● **Work task**
Going down the listing below, print exactly each line from the one with "filename src/scene/graph.rs" up to and including the one with "use super::material::MaterialNode;", and skip the rest.

● **Input for this task**
━━━━━━━━━━

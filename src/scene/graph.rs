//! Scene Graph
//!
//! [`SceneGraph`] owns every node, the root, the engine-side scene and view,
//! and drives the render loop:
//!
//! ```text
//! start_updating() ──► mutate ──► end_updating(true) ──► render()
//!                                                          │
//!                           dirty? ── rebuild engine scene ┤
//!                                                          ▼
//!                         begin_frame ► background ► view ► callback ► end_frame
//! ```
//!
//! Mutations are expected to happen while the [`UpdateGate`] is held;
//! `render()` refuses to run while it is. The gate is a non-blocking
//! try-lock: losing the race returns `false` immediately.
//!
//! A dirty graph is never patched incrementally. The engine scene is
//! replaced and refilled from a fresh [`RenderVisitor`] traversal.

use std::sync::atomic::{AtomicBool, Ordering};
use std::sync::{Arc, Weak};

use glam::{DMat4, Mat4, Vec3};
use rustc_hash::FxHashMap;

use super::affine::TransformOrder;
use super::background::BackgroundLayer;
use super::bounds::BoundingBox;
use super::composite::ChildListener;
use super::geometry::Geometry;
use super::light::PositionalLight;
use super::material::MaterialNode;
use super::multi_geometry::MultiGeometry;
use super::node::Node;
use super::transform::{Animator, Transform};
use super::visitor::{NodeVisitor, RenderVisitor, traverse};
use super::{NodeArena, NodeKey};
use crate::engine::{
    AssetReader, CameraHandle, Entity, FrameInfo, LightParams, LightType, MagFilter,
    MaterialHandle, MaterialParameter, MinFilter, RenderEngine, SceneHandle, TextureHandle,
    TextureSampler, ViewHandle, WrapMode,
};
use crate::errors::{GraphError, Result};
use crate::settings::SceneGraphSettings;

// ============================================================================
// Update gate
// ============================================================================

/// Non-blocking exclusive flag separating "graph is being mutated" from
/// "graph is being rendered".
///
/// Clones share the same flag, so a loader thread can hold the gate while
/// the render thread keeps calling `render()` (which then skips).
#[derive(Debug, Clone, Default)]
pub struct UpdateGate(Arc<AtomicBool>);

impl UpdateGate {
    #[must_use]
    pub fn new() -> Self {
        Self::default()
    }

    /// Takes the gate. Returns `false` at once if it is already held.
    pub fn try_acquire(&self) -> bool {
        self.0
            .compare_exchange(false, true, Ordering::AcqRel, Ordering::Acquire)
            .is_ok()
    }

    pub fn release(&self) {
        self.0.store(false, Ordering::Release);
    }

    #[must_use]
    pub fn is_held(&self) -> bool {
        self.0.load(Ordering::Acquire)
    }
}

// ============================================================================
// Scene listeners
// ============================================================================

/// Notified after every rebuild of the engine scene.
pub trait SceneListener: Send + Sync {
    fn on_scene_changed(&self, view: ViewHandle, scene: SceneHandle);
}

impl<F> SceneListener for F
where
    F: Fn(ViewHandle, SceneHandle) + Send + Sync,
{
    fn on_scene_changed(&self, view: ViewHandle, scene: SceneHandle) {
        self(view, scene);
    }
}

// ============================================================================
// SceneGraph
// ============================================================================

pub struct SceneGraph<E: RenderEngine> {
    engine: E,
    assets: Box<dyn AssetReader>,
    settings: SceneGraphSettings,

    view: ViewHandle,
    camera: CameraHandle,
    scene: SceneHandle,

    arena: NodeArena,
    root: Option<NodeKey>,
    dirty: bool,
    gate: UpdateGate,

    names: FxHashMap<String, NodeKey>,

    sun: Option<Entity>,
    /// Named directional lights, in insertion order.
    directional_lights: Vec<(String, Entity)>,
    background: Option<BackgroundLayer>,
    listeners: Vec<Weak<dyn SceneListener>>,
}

━━━━━━━━━━

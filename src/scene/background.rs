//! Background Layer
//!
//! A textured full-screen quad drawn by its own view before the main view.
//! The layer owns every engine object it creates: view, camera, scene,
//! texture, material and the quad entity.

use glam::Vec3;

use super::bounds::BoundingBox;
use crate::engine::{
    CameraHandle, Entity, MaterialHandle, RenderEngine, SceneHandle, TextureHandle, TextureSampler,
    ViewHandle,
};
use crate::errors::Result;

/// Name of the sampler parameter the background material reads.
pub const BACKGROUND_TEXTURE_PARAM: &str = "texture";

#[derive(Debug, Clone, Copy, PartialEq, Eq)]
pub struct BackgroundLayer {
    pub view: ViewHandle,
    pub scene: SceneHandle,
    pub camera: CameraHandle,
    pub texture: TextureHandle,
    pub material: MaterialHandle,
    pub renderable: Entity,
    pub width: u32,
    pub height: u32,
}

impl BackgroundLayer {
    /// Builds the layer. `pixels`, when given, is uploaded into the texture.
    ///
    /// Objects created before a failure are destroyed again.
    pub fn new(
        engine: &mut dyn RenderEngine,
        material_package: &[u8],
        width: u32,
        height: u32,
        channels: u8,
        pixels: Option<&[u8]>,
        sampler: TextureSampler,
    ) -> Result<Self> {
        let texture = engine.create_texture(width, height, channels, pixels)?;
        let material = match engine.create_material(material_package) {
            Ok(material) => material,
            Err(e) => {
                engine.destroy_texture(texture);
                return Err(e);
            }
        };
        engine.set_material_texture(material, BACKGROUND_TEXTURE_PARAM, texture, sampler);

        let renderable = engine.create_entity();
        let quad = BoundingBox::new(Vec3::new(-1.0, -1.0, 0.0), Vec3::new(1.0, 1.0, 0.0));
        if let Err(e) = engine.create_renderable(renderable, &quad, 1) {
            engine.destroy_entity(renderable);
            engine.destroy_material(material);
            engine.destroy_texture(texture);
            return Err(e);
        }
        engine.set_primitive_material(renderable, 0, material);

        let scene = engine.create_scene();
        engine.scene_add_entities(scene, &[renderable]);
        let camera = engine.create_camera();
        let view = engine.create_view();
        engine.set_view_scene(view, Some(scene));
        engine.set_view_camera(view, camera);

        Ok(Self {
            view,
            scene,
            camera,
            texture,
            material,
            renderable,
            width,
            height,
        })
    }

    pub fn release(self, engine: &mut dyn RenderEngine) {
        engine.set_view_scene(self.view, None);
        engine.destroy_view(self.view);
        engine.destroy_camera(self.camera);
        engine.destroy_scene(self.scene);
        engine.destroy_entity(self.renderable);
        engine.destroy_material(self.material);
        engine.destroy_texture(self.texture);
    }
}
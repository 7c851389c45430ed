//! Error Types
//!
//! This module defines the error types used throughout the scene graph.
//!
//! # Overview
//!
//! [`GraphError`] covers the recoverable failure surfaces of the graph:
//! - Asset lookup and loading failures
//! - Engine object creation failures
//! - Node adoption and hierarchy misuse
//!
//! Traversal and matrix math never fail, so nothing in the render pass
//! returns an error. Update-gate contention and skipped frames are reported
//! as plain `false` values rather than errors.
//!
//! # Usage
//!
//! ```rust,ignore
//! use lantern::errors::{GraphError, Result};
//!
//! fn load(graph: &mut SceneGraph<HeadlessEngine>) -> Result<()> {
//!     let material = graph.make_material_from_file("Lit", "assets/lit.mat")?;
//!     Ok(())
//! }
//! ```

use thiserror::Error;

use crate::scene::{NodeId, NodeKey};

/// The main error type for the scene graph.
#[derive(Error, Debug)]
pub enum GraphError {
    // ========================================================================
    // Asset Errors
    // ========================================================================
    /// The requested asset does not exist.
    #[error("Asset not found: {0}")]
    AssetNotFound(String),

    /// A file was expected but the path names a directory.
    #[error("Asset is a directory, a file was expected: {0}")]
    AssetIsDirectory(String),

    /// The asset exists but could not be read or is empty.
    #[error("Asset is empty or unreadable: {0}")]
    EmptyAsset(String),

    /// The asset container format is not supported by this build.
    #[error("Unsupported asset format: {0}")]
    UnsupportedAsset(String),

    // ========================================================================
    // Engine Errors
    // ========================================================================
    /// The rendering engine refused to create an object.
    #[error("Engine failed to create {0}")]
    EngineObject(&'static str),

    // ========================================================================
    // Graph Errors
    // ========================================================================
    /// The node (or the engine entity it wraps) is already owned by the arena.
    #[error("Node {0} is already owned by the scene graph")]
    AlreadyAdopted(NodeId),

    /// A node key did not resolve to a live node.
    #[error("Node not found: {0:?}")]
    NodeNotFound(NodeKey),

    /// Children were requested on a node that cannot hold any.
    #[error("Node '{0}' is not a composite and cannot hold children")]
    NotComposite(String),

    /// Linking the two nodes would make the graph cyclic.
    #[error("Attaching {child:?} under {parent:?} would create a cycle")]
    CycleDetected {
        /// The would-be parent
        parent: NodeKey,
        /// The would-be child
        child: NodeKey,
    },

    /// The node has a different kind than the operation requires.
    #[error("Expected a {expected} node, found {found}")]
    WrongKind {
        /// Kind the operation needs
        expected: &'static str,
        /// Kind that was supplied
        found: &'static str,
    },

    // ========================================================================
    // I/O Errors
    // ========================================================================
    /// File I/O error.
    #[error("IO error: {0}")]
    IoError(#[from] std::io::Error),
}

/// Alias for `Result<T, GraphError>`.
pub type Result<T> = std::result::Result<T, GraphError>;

━━━━━━━━━━

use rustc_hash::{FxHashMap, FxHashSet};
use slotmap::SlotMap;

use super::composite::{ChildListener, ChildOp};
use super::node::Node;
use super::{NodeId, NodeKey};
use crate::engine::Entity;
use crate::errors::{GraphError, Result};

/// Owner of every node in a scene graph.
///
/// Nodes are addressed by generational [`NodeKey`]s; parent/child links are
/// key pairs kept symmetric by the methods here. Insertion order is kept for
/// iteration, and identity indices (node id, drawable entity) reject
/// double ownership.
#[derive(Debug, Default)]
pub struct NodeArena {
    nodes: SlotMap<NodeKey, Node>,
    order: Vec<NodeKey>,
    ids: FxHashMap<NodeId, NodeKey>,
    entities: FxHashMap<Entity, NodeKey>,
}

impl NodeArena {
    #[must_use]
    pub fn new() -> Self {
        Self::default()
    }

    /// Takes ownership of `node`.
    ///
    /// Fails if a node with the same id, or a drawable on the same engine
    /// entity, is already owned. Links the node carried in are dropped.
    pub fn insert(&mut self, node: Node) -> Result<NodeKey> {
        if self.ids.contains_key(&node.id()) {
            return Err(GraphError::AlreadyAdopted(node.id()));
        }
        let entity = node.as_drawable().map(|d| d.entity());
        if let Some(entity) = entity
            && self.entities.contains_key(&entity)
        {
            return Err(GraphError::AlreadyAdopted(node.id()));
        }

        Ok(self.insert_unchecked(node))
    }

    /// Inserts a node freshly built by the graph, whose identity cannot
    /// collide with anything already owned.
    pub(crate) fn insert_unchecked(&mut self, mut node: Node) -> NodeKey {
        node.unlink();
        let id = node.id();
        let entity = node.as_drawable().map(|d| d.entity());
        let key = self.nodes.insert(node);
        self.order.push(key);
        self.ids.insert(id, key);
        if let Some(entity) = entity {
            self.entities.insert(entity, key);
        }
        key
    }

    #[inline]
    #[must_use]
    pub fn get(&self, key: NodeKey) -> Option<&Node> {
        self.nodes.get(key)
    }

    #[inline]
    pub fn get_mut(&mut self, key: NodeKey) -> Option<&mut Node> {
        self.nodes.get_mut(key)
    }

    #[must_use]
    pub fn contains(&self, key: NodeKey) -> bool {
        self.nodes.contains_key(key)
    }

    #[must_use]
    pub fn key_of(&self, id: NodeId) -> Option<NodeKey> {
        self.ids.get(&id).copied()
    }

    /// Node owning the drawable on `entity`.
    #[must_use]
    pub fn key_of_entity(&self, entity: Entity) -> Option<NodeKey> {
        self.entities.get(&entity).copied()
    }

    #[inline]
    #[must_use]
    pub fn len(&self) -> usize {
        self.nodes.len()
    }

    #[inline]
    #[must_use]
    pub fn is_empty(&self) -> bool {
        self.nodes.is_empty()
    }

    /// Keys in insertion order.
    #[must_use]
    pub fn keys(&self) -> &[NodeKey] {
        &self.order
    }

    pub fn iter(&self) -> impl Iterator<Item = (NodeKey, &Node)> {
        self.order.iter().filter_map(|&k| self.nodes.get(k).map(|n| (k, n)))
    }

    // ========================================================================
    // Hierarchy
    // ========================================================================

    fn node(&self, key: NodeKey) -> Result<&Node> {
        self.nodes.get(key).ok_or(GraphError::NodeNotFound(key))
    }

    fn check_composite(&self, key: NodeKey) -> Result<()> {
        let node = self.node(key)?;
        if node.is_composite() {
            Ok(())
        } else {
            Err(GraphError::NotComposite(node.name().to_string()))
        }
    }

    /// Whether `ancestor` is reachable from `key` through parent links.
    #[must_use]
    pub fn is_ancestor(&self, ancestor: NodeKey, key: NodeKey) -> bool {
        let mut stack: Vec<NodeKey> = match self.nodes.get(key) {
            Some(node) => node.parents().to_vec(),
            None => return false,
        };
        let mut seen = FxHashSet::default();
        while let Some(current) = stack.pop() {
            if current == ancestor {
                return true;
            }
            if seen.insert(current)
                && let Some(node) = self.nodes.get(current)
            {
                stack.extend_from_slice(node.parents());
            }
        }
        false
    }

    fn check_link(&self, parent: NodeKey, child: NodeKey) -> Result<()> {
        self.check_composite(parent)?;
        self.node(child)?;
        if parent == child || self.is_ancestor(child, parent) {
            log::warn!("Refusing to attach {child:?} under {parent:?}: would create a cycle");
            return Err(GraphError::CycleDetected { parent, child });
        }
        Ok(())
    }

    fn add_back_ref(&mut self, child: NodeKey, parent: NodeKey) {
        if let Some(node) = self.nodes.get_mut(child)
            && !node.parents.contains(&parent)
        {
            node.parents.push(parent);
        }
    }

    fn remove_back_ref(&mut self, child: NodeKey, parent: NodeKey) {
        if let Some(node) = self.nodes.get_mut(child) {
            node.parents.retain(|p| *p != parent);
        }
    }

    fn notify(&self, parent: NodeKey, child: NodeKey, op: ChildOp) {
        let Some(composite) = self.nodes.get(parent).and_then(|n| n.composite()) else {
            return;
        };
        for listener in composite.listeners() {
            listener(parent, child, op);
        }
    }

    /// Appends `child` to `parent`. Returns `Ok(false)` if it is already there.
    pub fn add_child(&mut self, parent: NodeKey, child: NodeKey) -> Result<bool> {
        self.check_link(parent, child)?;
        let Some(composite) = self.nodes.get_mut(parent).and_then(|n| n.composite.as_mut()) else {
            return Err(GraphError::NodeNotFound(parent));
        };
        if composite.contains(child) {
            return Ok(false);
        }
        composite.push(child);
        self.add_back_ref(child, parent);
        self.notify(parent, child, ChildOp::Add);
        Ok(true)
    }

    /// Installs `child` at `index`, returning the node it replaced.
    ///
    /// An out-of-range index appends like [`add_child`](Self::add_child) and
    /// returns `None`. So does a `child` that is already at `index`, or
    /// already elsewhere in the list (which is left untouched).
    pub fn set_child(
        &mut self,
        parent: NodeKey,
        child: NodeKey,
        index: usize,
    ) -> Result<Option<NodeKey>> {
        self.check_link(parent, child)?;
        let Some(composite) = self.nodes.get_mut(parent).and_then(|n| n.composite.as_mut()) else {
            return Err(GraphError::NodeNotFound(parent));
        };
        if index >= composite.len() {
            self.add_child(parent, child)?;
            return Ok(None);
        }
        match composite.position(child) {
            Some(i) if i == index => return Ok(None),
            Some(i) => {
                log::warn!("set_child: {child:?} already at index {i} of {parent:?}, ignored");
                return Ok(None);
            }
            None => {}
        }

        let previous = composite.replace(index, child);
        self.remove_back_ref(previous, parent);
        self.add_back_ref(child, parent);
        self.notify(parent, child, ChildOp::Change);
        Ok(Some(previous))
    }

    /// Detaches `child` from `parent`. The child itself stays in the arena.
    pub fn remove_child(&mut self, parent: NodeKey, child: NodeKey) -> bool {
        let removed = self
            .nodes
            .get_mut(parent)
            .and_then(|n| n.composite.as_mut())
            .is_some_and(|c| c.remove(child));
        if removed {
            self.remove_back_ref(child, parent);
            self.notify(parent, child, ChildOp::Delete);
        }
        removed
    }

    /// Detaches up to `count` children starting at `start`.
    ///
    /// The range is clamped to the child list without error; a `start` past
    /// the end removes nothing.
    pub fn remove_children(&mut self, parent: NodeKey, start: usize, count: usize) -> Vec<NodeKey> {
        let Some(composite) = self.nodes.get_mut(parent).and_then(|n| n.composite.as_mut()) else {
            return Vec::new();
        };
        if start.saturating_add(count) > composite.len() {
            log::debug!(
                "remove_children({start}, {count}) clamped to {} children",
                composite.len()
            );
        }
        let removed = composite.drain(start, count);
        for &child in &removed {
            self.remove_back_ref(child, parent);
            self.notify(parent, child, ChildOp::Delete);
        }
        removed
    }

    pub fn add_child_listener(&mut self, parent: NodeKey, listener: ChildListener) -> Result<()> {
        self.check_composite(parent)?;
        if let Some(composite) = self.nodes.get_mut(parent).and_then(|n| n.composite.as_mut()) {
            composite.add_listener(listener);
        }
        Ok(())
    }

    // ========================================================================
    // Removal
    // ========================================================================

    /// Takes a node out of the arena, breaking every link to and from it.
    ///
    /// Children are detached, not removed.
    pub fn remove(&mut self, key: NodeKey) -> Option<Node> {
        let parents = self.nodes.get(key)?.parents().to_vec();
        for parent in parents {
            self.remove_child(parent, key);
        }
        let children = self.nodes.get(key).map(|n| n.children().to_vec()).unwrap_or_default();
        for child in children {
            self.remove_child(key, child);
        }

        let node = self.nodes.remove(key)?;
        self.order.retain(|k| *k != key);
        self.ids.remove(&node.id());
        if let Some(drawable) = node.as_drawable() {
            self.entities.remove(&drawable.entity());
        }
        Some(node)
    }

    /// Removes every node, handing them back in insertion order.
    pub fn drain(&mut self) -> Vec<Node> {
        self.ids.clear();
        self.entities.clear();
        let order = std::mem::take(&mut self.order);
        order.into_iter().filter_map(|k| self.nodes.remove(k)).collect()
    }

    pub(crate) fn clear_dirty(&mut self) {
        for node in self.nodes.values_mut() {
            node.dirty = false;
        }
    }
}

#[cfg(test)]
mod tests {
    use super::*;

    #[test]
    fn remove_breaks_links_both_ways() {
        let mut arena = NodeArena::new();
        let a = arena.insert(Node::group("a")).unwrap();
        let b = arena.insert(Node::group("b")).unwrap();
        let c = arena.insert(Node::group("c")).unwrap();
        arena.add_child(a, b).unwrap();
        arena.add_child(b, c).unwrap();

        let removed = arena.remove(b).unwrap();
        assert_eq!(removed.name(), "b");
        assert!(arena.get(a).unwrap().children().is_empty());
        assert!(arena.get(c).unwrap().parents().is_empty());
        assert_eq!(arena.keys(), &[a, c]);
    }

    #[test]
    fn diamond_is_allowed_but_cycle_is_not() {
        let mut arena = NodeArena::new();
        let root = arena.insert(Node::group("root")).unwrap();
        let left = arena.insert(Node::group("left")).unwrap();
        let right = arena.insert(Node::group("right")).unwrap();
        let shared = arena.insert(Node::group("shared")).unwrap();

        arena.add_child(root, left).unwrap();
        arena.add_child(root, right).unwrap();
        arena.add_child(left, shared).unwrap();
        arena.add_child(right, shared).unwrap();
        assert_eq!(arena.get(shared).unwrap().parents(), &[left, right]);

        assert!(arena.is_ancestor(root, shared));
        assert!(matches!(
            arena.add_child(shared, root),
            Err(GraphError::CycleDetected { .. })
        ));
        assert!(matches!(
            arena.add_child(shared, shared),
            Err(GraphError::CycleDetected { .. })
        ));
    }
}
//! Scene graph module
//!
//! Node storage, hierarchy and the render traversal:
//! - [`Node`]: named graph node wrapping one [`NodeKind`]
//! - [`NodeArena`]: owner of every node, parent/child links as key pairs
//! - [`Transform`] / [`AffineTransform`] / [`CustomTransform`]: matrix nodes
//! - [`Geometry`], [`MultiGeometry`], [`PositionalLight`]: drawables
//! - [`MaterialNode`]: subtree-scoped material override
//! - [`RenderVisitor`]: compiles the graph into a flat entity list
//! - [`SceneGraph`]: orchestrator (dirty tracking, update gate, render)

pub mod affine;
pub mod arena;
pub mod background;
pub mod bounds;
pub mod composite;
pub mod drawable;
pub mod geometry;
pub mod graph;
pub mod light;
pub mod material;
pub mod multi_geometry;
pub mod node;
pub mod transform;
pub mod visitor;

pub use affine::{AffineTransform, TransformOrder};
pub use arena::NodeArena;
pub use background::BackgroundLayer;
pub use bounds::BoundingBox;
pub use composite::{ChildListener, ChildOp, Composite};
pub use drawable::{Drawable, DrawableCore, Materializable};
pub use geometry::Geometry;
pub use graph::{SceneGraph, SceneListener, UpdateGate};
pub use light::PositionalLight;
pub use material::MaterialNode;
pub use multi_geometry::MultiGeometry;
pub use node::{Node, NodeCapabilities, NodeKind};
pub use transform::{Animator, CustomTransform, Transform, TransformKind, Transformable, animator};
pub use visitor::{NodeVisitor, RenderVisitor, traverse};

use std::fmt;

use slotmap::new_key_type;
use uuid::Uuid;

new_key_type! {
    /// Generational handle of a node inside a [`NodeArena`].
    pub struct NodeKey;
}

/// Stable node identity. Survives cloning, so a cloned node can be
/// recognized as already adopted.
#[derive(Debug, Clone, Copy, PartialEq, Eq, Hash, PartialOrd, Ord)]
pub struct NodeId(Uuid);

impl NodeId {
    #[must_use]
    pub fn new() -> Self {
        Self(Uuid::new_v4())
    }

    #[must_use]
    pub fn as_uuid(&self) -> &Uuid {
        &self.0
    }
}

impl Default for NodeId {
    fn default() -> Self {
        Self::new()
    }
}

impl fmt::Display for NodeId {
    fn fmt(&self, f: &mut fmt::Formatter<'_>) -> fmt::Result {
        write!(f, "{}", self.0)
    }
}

━━━━━━━━━━

● **Written response**
filename src/scene/graph.rs
//! Scene Graph
//!
//! [`SceneGraph`] owns every node, the root, the engine-side scene and view,
//! and drives the render loop:
//!
//! ```text
//! start_updating() ──► mutate ──► end_updating(true) ──► render()
//!                                                          │
//!                           dirty? ── rebuild engine scene ┤
//!                                                          ▼
//!                         begin_frame ► background ► view ► callback ► end_frame
//! ```
//!
//! Mutations are expected to happen while the [`UpdateGate`] is held;
//! `render()` refuses to run while it is. The gate is a non-blocking
//! try-lock: losing the race returns `false` immediately.
//!
//! A dirty graph is never patched incrementally. The engine scene is
//! replaced and refilled from a fresh [`RenderVisitor`] traversal.

use std::sync::atomic::{AtomicBool, Ordering};
use std::sync::{Arc, Weak};

use glam::{DMat4, Mat4, Vec3};
use rustc_hash::FxHashMap;

use super::affine::TransformOrder;
use super::background::BackgroundLayer;
use super::bounds::BoundingBox;
use super::composite::ChildListener;
use super::geometry::Geometry;
use super::light::PositionalLight;
use super::material::MaterialNode;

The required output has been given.